Literature of Northern Ireland includes literature written in Northern Ireland, and in that part of Ireland prior to 1922, as well as literature written by writers born in Northern Ireland who emigrated. It includes literature in English, Irish and Ulster Scots.

The impact of Irish nationalism that led to the partition of the island of Ireland in 1921 means that literature of the Republic of Ireland is not considered to be British – although the identity of literature from Northern Ireland, as part of the literature of the United Kingdom, may fall within the overlapping identities of Irish and British literature where "the naming of the territory has always been, in literary, geographical or historical contexts, a politically charged activity". Writing from Northern Ireland has been described as existing in a "double post-colonial condition" being viewed as not British enough, not Irish enough, and (for writings in Scots) not Scottish enough to be included in consideration within the various national canons.

This part of the United Kingdom, called Northern Ireland, was created in 1922, following the partition of the island of Ireland. The majority of the population of Northern Ireland wanted to remain within the United Kingdom (see unionism and loyalism). Most of these were the Protestant descendants of settlers from Great Britain.

The identity of literature of Northern Ireland is as contested as the identity of Northern Ireland itself, but Northern Ireland writers have contributed to Irish, British and other literatures as well as reflecting the changing character of Northern Ireland society.

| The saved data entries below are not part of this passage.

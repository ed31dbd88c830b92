//! Plain-text preview of a screenplay, shown next to the form before download.
//! Every value gets its own paragraph; scene and shot numbers are labelled.
//! Absent values are skipped.

use crate::screenplay::models::Screenplay;

pub fn screenplay_text(screenplay: &Screenplay) -> String {
    let mut parts: Vec<String> = vec![
        screenplay.title.clone().unwrap_or_default(),
        screenplay.synopsis.clone(),
        screenplay.characters.clone(),
    ];

    for scene in &screenplay.scenes {
        if let Some(number) = scene.scene_number {
            parts.push(format!("Scene Number: {number}"));
        }
        parts.extend(scene.scene_breakdown.iter().cloned());
        parts.extend(scene.scene_props.iter().cloned());
        for shot in &scene.shots {
            if let Some(number) = shot.shot_number {
                parts.push(format!("Shot Number: {number}"));
            }
            parts.extend(shot.shot_description.iter().cloned());
            parts.extend(shot.spoken_lines.iter().cloned());
        }
    }

    for group in screenplay.props.iter().filter(|g| !g.items.is_empty()) {
        parts.push(format!("{} props: {}", group.source.label(), group.items.join(", ")));
    }

    parts.retain(|p| !p.trim().is_empty());
    parts.join("\n\n")
}
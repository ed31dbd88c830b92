//! Screenplay data model: the form input and the canonical recovered screenplay.
//!
//! Shape differences between prompt schema variants (spoken lines as a string
//! or a list, `included/suggested` vs `suggested_props_wardrobe/custom_props`)
//! are resolved once in `recovery`; everything downstream sees only these types.

use serde::{Deserialize, Serialize};

use crate::errors::AppError;

// ────────────────────────────────────────────────────────────────────────────
// Input
// ────────────────────────────────────────────────────────────────────────────

/// The structured form input a screenplay is generated from.
/// Absent fields deserialize as blank so `validate` can report them together.
#[derive(Debug, Clone, Default, PartialEq, Serialize, Deserialize)]
#[serde(default)]
pub struct ScreenplayRequest {
    pub theme: String,
    pub story_summary: String,
    pub number_of_characters: Option<u32>,
    pub characters: String,
    pub props: String,
    pub vfx: bool,
    pub drones: bool,
    pub location: String,
}

impl ScreenplayRequest {
    /// Presence check only. Theme, story summary and location must be non-blank;
    /// characters and props may legitimately be left empty.
    pub fn validate(&self) -> Result<(), AppError> {
        let missing: Vec<&str> = [
            ("theme", &self.theme),
            ("story_summary", &self.story_summary),
            ("location", &self.location),
        ]
        .into_iter()
        .filter(|(_, value)| value.trim().is_empty())
        .map(|(name, _)| name)
        .collect();

        if missing.is_empty() {
            Ok(())
        } else {
            Err(AppError::InputIncomplete(format!(
                "missing required field(s): {}",
                missing.join(", ")
            )))
        }
    }
}

// ────────────────────────────────────────────────────────────────────────────
// Canonical screenplay
// ────────────────────────────────────────────────────────────────────────────

/// The recovered screenplay. Keys the model left out stay absent here; whether
/// the screenplay is complete enough to render is decided by `missing_fields`.
#[derive(Debug, Clone, PartialEq, Serialize, Deserialize)]
pub struct Screenplay {
    pub title: Option<String>,
    pub synopsis: String,
    pub characters: String,
    /// Prop blocks in presentation order, one per prop source.
    pub props: Vec<PropGroup>,
    /// In the order the generation service emitted them. Never renumbered.
    /// Empty when the model sent no scenes.
    pub scenes: Vec<Scene>,
}

#[derive(Debug, Clone, PartialEq, Serialize, Deserialize)]
pub struct Scene {
    /// `None` when absent or not a positive integer.
    pub scene_number: Option<u32>,
    pub scene_breakdown: Option<String>,
    pub scene_props: Option<String>,
    pub shots: Vec<Shot>,
}

#[derive(Debug, Clone, PartialEq, Serialize, Deserialize)]
pub struct Shot {
    pub shot_number: Option<u32>,
    pub shot_description: Option<String>,
    /// One entry per speaking line, in presentation order.
    pub spoken_lines: Vec<String>,
}

/// Where a block of props comes from. The label is what the props table shows.
#[derive(Debug, Clone, Copy, PartialEq, Eq, Serialize, Deserialize)]
#[serde(rename_all = "snake_case")]
pub enum PropSource {
    /// Legacy schema: props the screenplay uses.
    Included,
    /// Props suggested by the model.
    Suggested,
    /// Props the family said they already have.
    Provided,
}

impl PropSource {
    pub fn label(self) -> &'static str {
        match self {
            PropSource::Included => "Included",
            PropSource::Suggested => "Suggested",
            PropSource::Provided => "Provided",
        }
    }
}

#[derive(Debug, Clone, PartialEq, Serialize, Deserialize)]
pub struct PropGroup {
    pub source: PropSource,
    pub items: Vec<String>,
}

impl PropGroup {
    /// Splits a comma-separated prop list, trimming names and dropping empties.
    pub fn from_comma_list(source: PropSource, list: &str) -> Self {
        Self {
            source,
            items: list
                .split(',')
                .map(str::trim)
                .filter(|s| !s.is_empty())
                .map(str::to_string)
                .collect(),
        }
    }
}

impl Screenplay {
    pub fn prop_group(&self, source: PropSource) -> Option<&PropGroup> {
        self.props.iter().find(|g| g.source == source)
    }

    pub fn shot_count(&self) -> usize {
        self.scenes.iter().map(|s| s.shots.len()).sum()
    }

    /// Title for logs and summaries; empty when the model gave none.
    pub fn title_or_default(&self) -> &str {
        self.title.as_deref().unwrap_or_default()
    }

    /// Paths of the fields the document cannot be rendered without, in
    /// document order. Empty means the screenplay is renderable.
    pub fn missing_fields(&self) -> Vec<String> {
        let mut missing = Vec::new();
        if self.title.as_deref().map_or(true, |t| t.trim().is_empty()) {
            missing.push("title".to_string());
        }
        if self.scenes.is_empty() {
            missing.push("scenes".to_string());
        }
        for (i, scene) in self.scenes.iter().enumerate() {
            if scene.scene_number.is_none() {
                missing.push(format!("scenes[{i}].scene_number"));
            }
            if scene.scene_breakdown.is_none() {
                missing.push(format!("scenes[{i}].scene_breakdown"));
            }
            for (j, shot) in scene.shots.iter().enumerate() {
                if shot.shot_number.is_none() {
                    missing.push(format!("scenes[{i}].shots[{j}].shot_number"));
                }
                if shot.shot_description.is_none() {
                    missing.push(format!("scenes[{i}].shots[{j}].shot_description"));
                }
            }
        }
        missing
    }
}
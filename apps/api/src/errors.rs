use axum::{
    http::StatusCode,
    response::{IntoResponse, Response},
    Json,
};
use serde_json::json;
use thiserror::Error;

use crate::document::RenderError;
use crate::image_client::ImageError;
use crate::llm_client::LlmError;
use crate::screenplay::recovery::RecoveryError;

/// Application-level error type.
/// Implements `IntoResponse` so Axum handlers can return `Result<T, AppError>`.
#[derive(Debug, Error)]
pub enum AppError {
    #[error("Not found: {0}")]
    NotFound(String),

    #[error("Input incomplete: {0}")]
    InputIncomplete(String),

    #[error("Conflict: {0}")]
    Conflict(String),

    #[error("Upstream failure: {0}")]
    Upstream(String),

    #[error("Could not recover JSON from model output: {reason}")]
    Parse { reason: String, raw_text: String },

    #[error("Screenplay schema error: {0}")]
    Schema(String),

    #[error("Render error: {0}")]
    Render(String),

    #[error("Internal server error: {0}")]
    Internal(#[from] anyhow::Error),
}

impl From<LlmError> for AppError {
    fn from(e: LlmError) -> Self {
        AppError::Upstream(format!("text generation failed: {e}"))
    }
}

impl From<ImageError> for AppError {
    fn from(e: ImageError) -> Self {
        AppError::Upstream(format!("image generation failed: {e}"))
    }
}

impl From<RecoveryError> for AppError {
    fn from(e: RecoveryError) -> Self {
        match e {
            RecoveryError::Parse { reason, raw_text } => AppError::Parse { reason, raw_text },
        }
    }
}

impl From<RenderError> for AppError {
    fn from(e: RenderError) -> Self {
        AppError::Render(e.to_string())
    }
}

impl IntoResponse for AppError {
    fn into_response(self) -> Response {
        let mut raw_text: Option<String> = None;

        let (status, code, message) = match self {
            AppError::NotFound(msg) => (StatusCode::NOT_FOUND, "NOT_FOUND", msg),
            AppError::InputIncomplete(msg) => (StatusCode::BAD_REQUEST, "INPUT_INCOMPLETE", msg),
            AppError::Conflict(msg) => (StatusCode::CONFLICT, "CONFLICT", msg),
            AppError::Upstream(msg) => {
                tracing::error!("Upstream error: {msg}");
                (StatusCode::BAD_GATEWAY, "UPSTREAM_FAILURE", msg)
            }
            AppError::Parse { reason, raw_text: raw } => {
                tracing::warn!("Recovery failed: {reason} ({} bytes of model output)", raw.len());
                raw_text = Some(raw);
                (StatusCode::UNPROCESSABLE_ENTITY, "PARSE_ERROR", reason)
            }
            AppError::Schema(msg) => (StatusCode::UNPROCESSABLE_ENTITY, "SCHEMA_ERROR", msg),
            AppError::Render(msg) => {
                tracing::error!("Render error: {msg}");
                (StatusCode::INTERNAL_SERVER_ERROR, "RENDER_ERROR", msg)
            }
            AppError::Internal(e) => {
                tracing::error!("Internal error: {e:?}");
                (
                    StatusCode::INTERNAL_SERVER_ERROR,
                    "INTERNAL_ERROR",
                    "An internal server error occurred".to_string(),
                )
            }
        };

        let mut error = json!({
            "code": code,
            "message": message
        });
        if let Some(raw) = raw_text {
            error["raw_text"] = json!(raw);
        }

        (status, Json(json!({ "error": error }))).into_response()
    }
}
use std::sync::Arc;

use crate::config::Config;
use crate::image_client::ImageGenerator;
use crate::llm_client::TextGenerator;
use crate::screenplay::session::SessionStore;

/// Shared application state injected into all route handlers via Axum extractors.
#[derive(Clone)]
pub struct AppState {
    /// Hosted text generation. `LlmClient` in production.
    pub llm: Arc<dyn TextGenerator>,
    /// Hosted image generation. `ImageClient` in production.
    pub images: Arc<dyn ImageGenerator>,
    pub config: Config,
    pub sessions: SessionStore,
}
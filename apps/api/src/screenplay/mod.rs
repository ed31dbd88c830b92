// Screenplay pipeline: prompt building, response recovery, session state.
// All text-generation calls go through llm_client; image calls through image_client.

pub mod generator;
pub mod handlers;
pub mod models;
pub mod preview;
pub mod prompt_builder;
pub mod prompts;
pub mod recovery;
pub mod session;

pub use prompt_builder::{build_prompt, PromptBounds};
pub use recovery::recover_screenplay;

As Tom Paulin put it, it should be possible "to found a national literature on this scutching vernacular".

==Literature of this part of Ireland before 1922==
Irish language literature was the predominant literature in the pre-Plantation period. The Ulster Cycle is pertinent to the history of literature in the territory of present-day Northern Ireland. Ulster Scots literature first followed models from Scotland, with the rhyming weavers, such as James Orr, developing an indigenous tradition of vernacular literature. Writers in the counties which now form Northern Ireland participated in the Gaelic Revival.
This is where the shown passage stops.